Today, FTX’s new management, led by CEO John Ray III, issued its first interim report on the crypto exchange’s control failures. There is a lot to take in.
The 45-page report, released on Sunday afternoon by FTX Trading Ltd and its affiliated debtors, describes FTX’s sloppy record-keeping, non-existent cybersecurity defenses, and lack of expertise in critical areas such as finance.
One of the more intriguing items involved Alameda Research, the trading firm that allegedly had access to billions of dollars in customer funds held by FTX. According to the report, Alameda “frequently had difficulty understanding its positions, let alone hedging or accounting for them.” According to the report, former CEO Sam Bankman-Fried, who is now under house arrest and facing a slew of criminal charges, described Alameda in internal communications as “hilariously beyond any threshold of any auditor being able to even partially complete an audit.”
“Alameda is unauditable,” he continued. I don’t mean ‘a major accounting firm will have reservations about auditing it,’ but rather ‘we can only guess at what its balances are, let alone something like a comprehensive transaction history.’ We occasionally discover $50 million in assets that we have lost track of; such is life.”
The report also claims that most major decisions were closely controlled by Bankman-Fried and top executives Gary Wang, CTO, and engineering director Nishad Singh — both of whom are now cooperating with authorities after pleading guilty to charges. Wang and Singh had such sway over FTX’s architecture that one former executive said, “If Nishad [Singh] got hit by a bus, the whole company would be done.” “The same thing happened with Gary [Wang],” according to today’s report.

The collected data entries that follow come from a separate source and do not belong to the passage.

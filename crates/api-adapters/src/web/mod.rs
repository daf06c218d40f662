//! # Rendered surface
//!
//! Server-side HTML pages. Writes are plain form POSTs answered with a
//! 303 redirect; see [`WebError`](crate::error::WebError) for how failures
//! surface.

mod accounts;
mod feeds;
mod posts;
mod subscriptions;

use askama::Template;
use axum::response::Html;
use axum::routing::{get, post};
use axum::Router;
use domains::DomainError;

use crate::error::WebResult;
use crate::state::AppState;

pub fn routes() -> Router<AppState> {
    Router::new()
        .route("/", get(feeds::index))
        .route("/group/{slug}/", get(feeds::group))
        .route("/follow/", get(feeds::follow_index))
        .route("/new/", get(posts::new_form).post(posts::create))
        .route("/auth/signup/", get(accounts::signup_form).post(accounts::signup))
        .route("/auth/login/", get(accounts::login_form).post(accounts::login))
        .route("/auth/logout/", post(accounts::logout))
        .route("/{username}/", get(feeds::profile))
        .route("/{username}/follow/", post(subscriptions::follow))
        .route("/{username}/unfollow/", post(subscriptions::unfollow))
        .route("/{username}/{post_id}/", get(posts::view))
        .route("/{username}/{post_id}/edit/", get(posts::edit_form).post(posts::edit))
        .route("/{username}/{post_id}/delete/", post(posts::delete))
        .route("/{username}/{post_id}/comment/", post(posts::comment))
}

pub(crate) fn render(template: &impl Template) -> WebResult<Html<String>> {
    template.render().map(Html).map_err(|e| DomainError::internal(format!("template: {e}")).into())
}

/// `/{username}/{post_id}/`
pub(crate) fn post_path(username: &str, post_id: i64) -> String {
    format!("/{username}/{post_id}/")
}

According to the report, FTX had “no dedicated personnel” in cybersecurity, leaving such matters to Singh and Wang, who lacked the experience and training to handle the firm’s complex cybersecurity needs.

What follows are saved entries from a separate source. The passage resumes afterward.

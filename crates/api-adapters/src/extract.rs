//! Requester extraction from `Authorization: Bearer` or the page session.

use axum::extract::{FromRequest, FromRequestParts, Query, Request};
use axum::http::header::AUTHORIZATION;
use axum::http::request::Parts;
use axum::http::HeaderMap;
use axum::Json;
use domains::{DomainError, Requester};
use serde::de::DeserializeOwned;

use crate::error::ApiError;
use crate::session;
use crate::state::AppState;

/// The resolved caller. Never rejects for a bad token: that is simply an
/// anonymous request.
#[derive(Debug, Clone)]
pub struct CurrentUser(pub Requester);

impl FromRequestParts<AppState> for CurrentUser {
    type Rejection = ApiError;

    async fn from_request_parts(parts: &mut Parts, state: &AppState) -> Result<Self, Self::Rejection> {
        let token = match bearer_token(&parts.headers) {
            Some(token) => Some(token),
            None => match session::from_parts(parts) {
                Some(session) => session::access_token(&session).await?,
                None => None,
            },
        };
        let requester = state.accounts.resolve(token.as_deref()).await?;
        Ok(CurrentUser(requester))
    }
}

/// `Json<T>` whose rejections use the API's `{"detail"}` error body.
#[derive(Debug)]
pub struct JsonBody<T>(pub T);

impl<T, S> FromRequest<S> for JsonBody<T>
where
    T: DeserializeOwned,
    S: Send + Sync,
{
    type Rejection = ApiError;

    async fn from_request(req: Request, state: &S) -> Result<Self, Self::Rejection> {
        match Json::<T>::from_request(req, state).await {
            Ok(Json(value)) => Ok(JsonBody(value)),
            Err(rejection) => Err(DomainError::ValidationError(rejection.body_text()).into()),
        }
    }
}

/// `Query<T>` with the same error body as [`JsonBody`].
#[derive(Debug)]
pub struct QueryParams<T>(pub T);

impl<T, S> FromRequestParts<S> for QueryParams<T>
where
    T: DeserializeOwned,
    S: Send + Sync,
{
    type Rejection = ApiError;

    async fn from_request_parts(parts: &mut Parts, state: &S) -> Result<Self, Self::Rejection> {
        match Query::<T>::from_request_parts(parts, state).await {
            Ok(Query(value)) => Ok(QueryParams(value)),
            Err(rejection) => Err(DomainError::ValidationError(rejection.body_text()).into()),
        }
    }
}

fn bearer_token(headers: &HeaderMap) -> Option<String> {
    let value = headers.get(AUTHORIZATION)?.to_str().ok()?;
    let (scheme, token) = value.split_once(' ')?;
    (scheme.eq_ignore_ascii_case("bearer") && !token.trim().is_empty()).then(|| token.trim().to_string())
}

The management of private keys and seed phrases, which are used to control access to crypto assets, was shambolic, according to the report. In one case, private keys for more than $100 million in Ethereum assets were stored in plain text without encryption on an FTX Group server; in another, single-signature-based keys controlling access to billions of dollars in crypto assets were stored in AWS Secrets Manager or a password vault, both of which were accessible by numerous employees; and many private keys were stored without backup procedures, implying that funds would be permanently lost if the associated key was lost. The list goes on and on.
In a statement accompanying today’s report, John Ray III, who succeeded Bankman-Fried as CEO of FTX after its collapse, said, “In this report, we provide details on our findings that FTX Group failed to implement appropriate controls in areas that were critical for safeguarding cash and crypto assets.” FTX Group was tightly controlled by a small group of individuals who falsely claimed to be responsible FTX Group managers but had little interest in instituting oversight or implementing an appropriate control framework.